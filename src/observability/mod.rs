//! Observability: structured logging and metrics.

mod logging;
mod metrics;

pub use logging::{LOG_FILE_ENV, LOG_FORMAT_ENV, LOG_LEVEL_ENV, LogFormat, LoggingConfig};
pub use metrics::{METRICS_ENABLED_ENV, MetricsConfig, MetricsHandle};

use crate::config::ObservabilitySettings;
use crate::{Error, Result};
use std::fs::{File, OpenOptions};
use std::io;
use std::path::Path;
use std::sync::{Mutex, OnceLock};
use tracing_subscriber::fmt::{self, writer::BoxMakeWriter};
use tracing_subscriber::layer::SubscriberExt;
use tracing_subscriber::util::SubscriberInitExt;
use tracing_subscriber::{Layer, Registry};

/// Full observability configuration.
#[derive(Debug)]
pub struct ObservabilityConfig {
    /// Logging configuration.
    pub logging: LoggingConfig,
    /// Metrics configuration.
    pub metrics: MetricsConfig,
}

/// Options supplied by the command line.
#[derive(Debug, Clone, Copy, Default)]
pub struct InitOptions {
    /// Whether verbose output was requested.
    pub verbose: bool,
    /// Whether metrics must be recorded regardless of configuration.
    pub force_metrics: bool,
}

/// Handle for observability runtime components.
#[derive(Debug)]
pub struct ObservabilityHandle {
    metrics: Option<MetricsHandle>,
}

impl ObservabilityHandle {
    /// Returns the metrics handle when metrics are enabled.
    #[must_use]
    pub const fn metrics(&self) -> Option<&MetricsHandle> {
        self.metrics.as_ref()
    }
}

static OBSERVABILITY_INIT: OnceLock<()> = OnceLock::new();

/// Initializes observability from config settings with env overrides.
///
/// # Errors
///
/// Returns an error if observability has already been initialized or if the
/// subscriber, log file, or metrics recorder cannot be set up.
pub fn init_from_config(
    settings: &ObservabilitySettings,
    options: InitOptions,
) -> Result<ObservabilityHandle> {
    init(ObservabilityConfig {
        logging: LoggingConfig::from_settings(settings.logging.as_ref(), options.verbose),
        metrics: MetricsConfig::from_settings(settings.metrics.as_ref(), options.force_metrics),
    })
}

/// Initializes logging and metrics for the process.
///
/// # Errors
///
/// Returns an error if observability has already been initialized or if any
/// component fails to initialize.
pub fn init(config: ObservabilityConfig) -> Result<ObservabilityHandle> {
    if OBSERVABILITY_INIT.get().is_some() {
        return Err(Error::OperationFailed {
            operation: "observability_init".to_string(),
            cause: "observability already initialized".to_string(),
        });
    }

    let metrics = metrics::install_prometheus(config.metrics)?;
    let logging = &config.logging;

    let writer = match &logging.file {
        Some(path) => BoxMakeWriter::new(Mutex::new(open_log_file(path)?)),
        None => BoxMakeWriter::new(io::stderr),
    };
    let fmt_layer: Box<dyn Layer<Registry> + Send + Sync> = match logging.format {
        LogFormat::Json => fmt::layer()
            .json()
            .with_current_span(true)
            .with_target(true)
            .with_writer(writer)
            .boxed(),
        LogFormat::Pretty => fmt::layer()
            .with_ansi(logging.file.is_none())
            .with_target(true)
            .with_writer(writer)
            .boxed(),
    };

    tracing_subscriber::registry()
        .with(fmt_layer)
        .with(logging.filter())
        .try_init()
        .map_err(|e| Error::OperationFailed {
            operation: "observability_init".to_string(),
            cause: e.to_string(),
        })?;

    OBSERVABILITY_INIT
        .set(())
        .map_err(|()| Error::OperationFailed {
            operation: "observability_init".to_string(),
            cause: "failed to mark observability initialized".to_string(),
        })?;

    Ok(ObservabilityHandle { metrics })
}

/// Opens the log file for appending, creating parent directories.
fn open_log_file(path: &Path) -> Result<File> {
    if let Some(parent) = path.parent().filter(|p| !p.as_os_str().is_empty()) {
        std::fs::create_dir_all(parent).map_err(|e| Error::OperationFailed {
            operation: "create_log_dir".to_string(),
            cause: format!("{}: {e}", parent.display()),
        })?;
    }
    OpenOptions::new()
        .create(true)
        .append(true)
        .open(path)
        .map_err(|e| Error::OperationFailed {
            operation: "open_log_file".to_string(),
            cause: format!("{}: {e}", path.display()),
        })
}

#[cfg(test)]
mod tests {
    use super::*;

    #[test]
    fn test_open_log_file_creates_parents() {
        let dir = tempfile::tempdir().ok();
        let Some(dir) = dir else { return };
        let path = dir.path().join("nested").join("cogmem.log");
        let file = open_log_file(&path);
        assert!(file.is_ok());
        assert!(path.exists());
    }

    #[test]
    fn test_open_log_file_appends() {
        use std::io::Write;

        let dir = tempfile::tempdir().ok();
        let Some(dir) = dir else { return };
        let path = dir.path().join("cogmem.log");
        for line in ["first\n", "second\n"] {
            let file = open_log_file(&path);
            assert!(file.is_ok_and(|mut f| f.write_all(line.as_bytes()).is_ok()));
        }
        let contents = std::fs::read_to_string(&path).unwrap_or_default();
        assert_eq!(contents, "first\nsecond\n");
    }
}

________________________________________

ACTIVITY: Only an exact copy of the listing above, from its first line up to and including the line with "pub struct ObservabilityConfig", counts as the answer.

RESPONSE FOR THIS EXERCISE:
filename src/observability/mod.rs
//! Observability: structured logging and metrics.

mod logging;
mod metrics;

pub use logging::{LOG_FILE_ENV, LOG_FORMAT_ENV, LOG_LEVEL_ENV, LogFormat, LoggingConfig};
pub use metrics::{METRICS_ENABLED_ENV, MetricsConfig, MetricsHandle};

use crate::config::ObservabilitySettings;
use crate::{Error, Result};
use std::fs::{File, OpenOptions};
use std::io;
use std::path::Path;
use std::sync::{Mutex, OnceLock};
use tracing_subscriber::fmt::{self, writer::BoxMakeWriter};
use tracing_subscriber::layer::SubscriberExt;
use tracing_subscriber::util::SubscriberInitExt;
use tracing_subscriber::{Layer, Registry};

/// Full observability configuration.
#[derive(Debug)]
pub struct ObservabilityConfig {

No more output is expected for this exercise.